Parce que les disques, les radios, les télés ne suffisaient plus, Jean-Jacques Goldman voulait un contact physique avec les gens.
Le noir. Un film-générique sur des images de New York. Autour de l'écran, les lumières montent doucement. On distingue faiblement des musiciens, dans le décor-capharnaüm d'une cave "underground" qui pourrait se trouver à Greenwich Village. Petits murs de briques, quelques praticables sur-élevés , une grande banane et un palmier synthétiques, une inscription "Motel"…

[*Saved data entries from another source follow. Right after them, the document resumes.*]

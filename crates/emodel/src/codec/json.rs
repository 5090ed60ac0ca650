//! JSON export.
//!
//! Encode-only. The document lists objects in containment pre-order:
//!
//! ```json
//! {
//!   "uri": "models/a.json",
//!   "roots": ["6f1c..."],
//!   "objects": [
//!     { "uuid": "6f1c...", "class": "Node", "features": { "name": "root", "buddy": { "$ref": "81aa..." } } }
//!   ]
//! }
//! ```
//!
//! Unset features are omitted. Lists become arrays and maps become objects in
//! insertion order. Byte strings are written as `{ "$bytes": "<hex>" }`.

use async_trait::async_trait;
use serde::Serialize;
use serde_json::ser::PrettyFormatter;
use serde_json::{Map, Value as JsonValue};

use crate::codec::walk::Plan;
use crate::codec::{Codec, CodecOptions, Decoder, Encoder};
use crate::collections::{is_elist, is_emap};
use crate::error::EncodeError;
use crate::model::{EObject, ObjectId, Resource, Slot, Value};

/// File extension served by the JSON codec.
pub const EXTENSION: &str = "json";

const MAX_INDENT: u64 = 16;

/// Encode-only JSON codec.
///
/// Encoder options:
/// - `indent` (int): spaces per nesting level, 0 for compact output. Default 2.
/// - `encoding` (string): only `"utf-8"` is accepted.
#[derive(Debug, Clone, Copy, Default)]
pub struct JsonCodec;

impl Codec for JsonCodec {
    fn name(&self) -> &'static str {
        "json"
    }

    fn new_encoder(&self, _resource: &Resource, options: &CodecOptions) -> Option<Box<dyn Encoder>> {
        Some(Box::new(JsonEncoder::new(options)))
    }

    fn new_decoder(&self, _resource: &Resource, _options: &CodecOptions) -> Option<Box<dyn Decoder>> {
        None
    }
}

/// Writes a resource as a JSON document.
#[derive(Debug, Clone)]
pub struct JsonEncoder {
    indent: Result<usize, EncodeError>,
}

impl JsonEncoder {
    pub fn new(options: &CodecOptions) -> Self {
        Self {
            indent: read_indent(options),
        }
    }

    fn write(&self, plan: &Plan<'_>) -> Result<Vec<u8>, EncodeError> {
        let indent = self.indent.clone()?;
        let document = document(plan)?;

        let mut out = Vec::new();
        if indent == 0 {
            serde_json::to_writer(&mut out, &document).map_err(|e| EncodeError::Io(e.to_string()))?;
        } else {
            let spaces = vec![b' '; indent];
            let mut serializer =
                serde_json::Serializer::with_formatter(&mut out, PrettyFormatter::with_indent(&spaces));
            document
                .serialize(&mut serializer)
                .map_err(|e| EncodeError::Io(e.to_string()))?;
        }

        tracing::debug!(
            objects = plan.order.len(),
            bytes = out.len(),
            indent,
            "json resource encoded"
        );
        Ok(out)
    }
}

fn read_indent(options: &CodecOptions) -> Result<usize, EncodeError> {
    if let Some(encoding) = options.str_option("encoding")? {
        if !encoding.eq_ignore_ascii_case("utf-8") && !encoding.eq_ignore_ascii_case("utf8") {
            return Err(EncodeError::UnsupportedOption {
                key: "encoding".to_string(),
                value: encoding.to_string(),
            });
        }
    }
    match options.u64_option("indent")? {
        None => Ok(2),
        Some(indent) if indent <= MAX_INDENT => Ok(indent as usize),
        Some(indent) => Err(EncodeError::UnsupportedOption {
            key: "indent".to_string(),
            value: indent.to_string(),
        }),
    }
}

#[async_trait]
impl Encoder for JsonEncoder {
    fn encode(&self, resource: &Resource) -> Result<Vec<u8>, EncodeError> {
        self.write(&Plan::for_resource(resource)?)
    }

    fn encode_object(&self, resource: &Resource, object: ObjectId) -> Result<Vec<u8>, EncodeError> {
        self.write(&Plan::for_object(resource, object)?)
    }
}

fn document(plan: &Plan<'_>) -> Result<JsonValue, EncodeError> {
    let mut roots = Vec::with_capacity(plan.roots.len());
    for &root in &plan.roots {
        roots.push(JsonValue::String(plan.uuid_of(root)?.to_string()));
    }
    let mut objects = Vec::with_capacity(plan.order.len());
    for &id in &plan.order {
        objects.push(object(plan, plan.object(id)?)?);
    }

    let mut doc = Map::new();
    doc.insert("uri".into(), plan.resource.uri().as_str().into());
    doc.insert("roots".into(), JsonValue::Array(roots));
    doc.insert("objects".into(), JsonValue::Array(objects));
    Ok(JsonValue::Object(doc))
}

fn object(plan: &Plan<'_>, object: &EObject) -> Result<JsonValue, EncodeError> {
    let mut features = Map::new();
    for (feature, slot) in object.class().features().iter().zip(object.slots()) {
        if !slot.is_set() {
            continue;
        }
        features.insert(feature.name().to_string(), slot_value(plan, slot)?);
    }

    let mut out = Map::new();
    out.insert("uuid".into(), object.uuid().to_string().into());
    out.insert("class".into(), object.class().name().into());
    out.insert("features".into(), JsonValue::Object(features));
    Ok(JsonValue::Object(out))
}

fn slot_value(plan: &Plan<'_>, slot: &Slot) -> Result<JsonValue, EncodeError> {
    if is_emap(slot) {
        let mut entries = Map::new();
        if let Some(map) = slot.as_map() {
            for (key, value) in map {
                entries.insert(key.clone(), value_to_json(plan, value)?);
            }
        }
        return Ok(JsonValue::Object(entries));
    }
    if is_elist(slot) {
        let items = slot
            .values()
            .map(|value| value_to_json(plan, value))
            .collect::<Result<Vec<_>, _>>()?;
        return Ok(JsonValue::Array(items));
    }
    match slot.as_single() {
        Some(value) => value_to_json(plan, value),
        None => Ok(JsonValue::Null),
    }
}

fn value_to_json(plan: &Plan<'_>, value: &Value) -> Result<JsonValue, EncodeError> {
    let json = match value {
        Value::Bool(b) => JsonValue::Bool(*b),
        Value::Int(i) => JsonValue::from(*i),
        // Non-finite floats have no JSON form and become null.
        Value::Float(f) => JsonValue::from(*f),
        Value::String(s) => JsonValue::String(s.clone()),
        Value::Bytes(bytes) => {
            let hex: String = bytes.iter().map(|b| format!("{b:02x}")).collect();
            tagged("$bytes", hex)
        }
        Value::Object(id) => tagged("$ref", plan.uuid_of(*id)?.to_string()),
        Value::Proxy(uuid) => tagged("$ref", uuid.to_string()),
    };
    Ok(json)
}

fn tagged(tag: &str, value: String) -> JsonValue {
    let mut map = Map::new();
    map.insert(tag.to_string(), JsonValue::String(value));
    JsonValue::Object(map)
}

En veste de smoking, manches retroussées, cravate fine, chemise blanche, jeans serrés et baskets blanches, il apparaît sous les cris des adolescentes, comme si la récré avait sonné. Le cheveu souple et le sourire frais, voici donc Jean-Jacques Goldman.
Il y a plusieurs mois qu'il préparait cette apparition en public. Qu'il le redoutait aussi. Mais, l'enthousiasme de son entourage artistique l'avait littéralement poussé sur les planches. Le jour de la "première", dans un théâtre périphérique parisien, la salle était électrique. On l'y avait déjà vu débuter, quelques mois plus tôt, une petite tournée de rodage. On savait que ce soir-là, c'était, pour Jean-Jacques, le véritable coup d'envoi.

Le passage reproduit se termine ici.